Salah satu ciri remaja adalah ingin bergaul dengan teman sebayanya. Upaya tersebut dilakukan dengan menggunakan ragam bahasa khusus yang hanya dipahami oleh anggota kelompok remaja. 

Penggunaan ragam bahasa khusus tersebut bertujuan agar mereka bisa berkomunikasi antara anggota kelompok remaja dengan lebih leluasa. 

Sebagaimana di lingkungan pencopet maupun penjambret, di lingkungan para remaja juga terdapat penggunaan bahasa-bahasa rahasia (cant), seperti yang dilakukan para remaja di Jakarta. 

Untuk berkomunikasi, mereka menciptakan bahasa rahasia dengan cara menukarkan konsonan suku kata pertama dengan suku kata kedua atau sebaliknya. 

Misalnya, kata bangun setelah ditukarkan konsonannya dari kedua suku katanya berubah menjadi ngabun, kata makan menjadi kaman, kata baca menjadi caba, dan kata terus menjadi retus. 

Selain di Jakarta, di daerah Jawa Tengah terdapat kebiasaan yang serupa dengan yang dilakukan oleh kalangan remaja di Jakarta. 

Adapun cara pembentukan bahasa khusus para remaja di Jawa Tengah adalah dengan membalik konsonan (huruf mati) suatu kata bahasa Jawa. 

Misalnya, kata kowe (kamu) setelah dibalik huruf matinya dari suku-suku katanya maka akan berubah menjadi woke.

Selain penggunaan bahasa rahasia atau yang lebih dikenal dengan istilah cant tersebut, dalam pergaulan sehari-hari para remaja juga dikenal istilah colloquial, yakni ragam bahasa khusus yang menyimpang dari bahasa sehari-hari. 

Misalnya, ragam bahasa para mahasiswa di Jakarta mempergunakan bahasa Betawi yang ditambahi dengan istilah khusus, seperti ajigile (gila), manyala bob (sangat menarik), dan gonse (genit). 

Fungsi colloquial berbeda dengan fungsi jargon karena jargon dipergunakan para sarjana untuk meningkatkan gengsinya, sedangkan colloquial dipergunakan untuk menambah keintiman pergaulan.

Selain itu, masih terdapat istilah atau idiom-idiom khusus yang diciptakan oleh para remaja pada saat ini yang disebut sebagai bahasa gaul. 

Misalnya, istilah-istilah bete yang berarti malas, tidak bergairah, kecewa, sumpek, dan istilah jomblo yang berarti tidak mempunyai pacar serta istilah-istilah bahasa gaul lainnya yang diciptakan oleh para remaja pada saat ini.

Di Lingkungan Arisan

Selain di tempat-tempat umum, ragam bahasa serta dialek-dialek khusus juga dipakai pada saat acara-acara arisan.

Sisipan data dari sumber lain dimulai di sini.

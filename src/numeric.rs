//! Numeric helpers used across the project.
//!
//! The simulation runs in `f64`; rendering needs `f32`. The sign helper pins
//! down the zero convention used by the player's decay step so it does not
//! depend on how a platform treats signed zero.

/// Returns `-1.0` for negative values and `+1.0` otherwise, including both
/// signed zeros and NaN.
///
/// # Examples
///
/// ```
/// use chase::numeric::unit_sign;
/// assert_eq!(unit_sign(-3.5), -1.0);
/// assert_eq!(unit_sign(0.0), 1.0);
/// assert_eq!(unit_sign(-0.0), 1.0);
/// ```
#[must_use]
pub const fn unit_sign(value: f64) -> f64 {
    if value < 0.0 {
        -1.0
    } else {
        1.0
    }
}

/// Convert a finite `f64` into `f32`, asserting that it fits the target type.
#[expect(
    clippy::cast_possible_truncation,
    reason = "Callers assert that the value fits within f32 bounds."
)]
#[must_use]
pub fn expect_f32(value: f64) -> f32 {
    debug_assert!(value.is_finite(), "expected finite f64 for f32 conversion");
    debug_assert!(
        value <= f64::from(f32::MAX),
        "f64 value {value} exceeds f32::MAX"
    );
    debug_assert!(
        value >= f64::from(f32::MIN),
        "f64 value {value} is below f32::MIN"
    );
    value as f32
}
//! Point-mass shared by every moving entity.
//!
//! A [`MotionBody`] carries a square footprint, a position (top-left corner of
//! the footprint) and a velocity in units per second. Specialised entities
//! compose it and finish their own update by calling
//! [`MotionBody::update`].
use glam::DVec2;
use log::debug;

use crate::vector_math::footprint_centre;

/// Colour tag handed to the renderer with each footprint.
#[derive(Debug, Clone, Copy, PartialEq, Eq)]
pub enum Tint {
    /// Used for the player.
    White,
    /// Used for pursuers.
    Red,
}

/// Rendering collaborator that entities draw themselves onto.
///
/// Implementations receive the top-left corner and side length of a square
/// footprint in screen coordinates.
pub trait Surface {
    /// Draws one square footprint.
    fn blit(&mut self, top_left: DVec2, size: f64, tint: Tint);
}

/// Generic 2D point-mass with a square footprint.
#[derive(Debug, Clone, PartialEq)]
pub struct MotionBody {
    /// Top-left corner of the footprint.
    pub position: DVec2,
    /// Velocity in units per second.
    pub velocity: DVec2,
    /// Side length of the square footprint.
    pub size: f64,
    /// Colour tag passed to [`Surface::blit`].
    pub tint: Tint,
}

impl MotionBody {
    /// Creates a body at rest at `(x, y)`.
    #[must_use]
    pub fn new(x: f64, y: f64, size: f64) -> Self {
        debug!("Creating body at ({x}, {y}) with size {size}");
        Self {
            position: DVec2::new(x, y),
            velocity: DVec2::ZERO,
            size,
            tint: Tint::White,
        }
    }

    /// Returns the same body with a different colour tag.
    #[must_use]
    pub const fn with_tint(mut self, tint: Tint) -> Self {
        self.tint = tint;
        self
    }

    /// Centre point of the footprint.
    #[must_use]
    pub fn centre(&self) -> DVec2 {
        footprint_centre(self.position, self.size)
    }

    /// Advances the position by `velocity * dt`.
    ///
    /// `dt` is not validated; a negative value moves the body backwards.
    pub fn update(&mut self, dt: f64) {
        self.position += self.velocity * dt;
    }

    /// Hands the current footprint to `surface`.
    pub fn draw<S: Surface + ?Sized>(&self, surface: &mut S) {
        surface.blit(self.position, self.size, self.tint);
    }
}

Apabila arisan tersebut merupakan acara keluarga dan bersifat informal maka bahasa serta dialek yang digunakan adalah bahasa serta dialek daerah (lokal). 

Sebaliknya, apabila acara arisan tersebut merupakan pertemuan PKK atau pertemuan RT yang bersifat nonformal maka akan cenderung digunakan bahasa Indonesia diselingi adanya penggunaan bahasa atau dialek daerah. Namun, apabila acara arisan tersebut merupakan acara kantor maka digunakan juga bahasa Indonesia.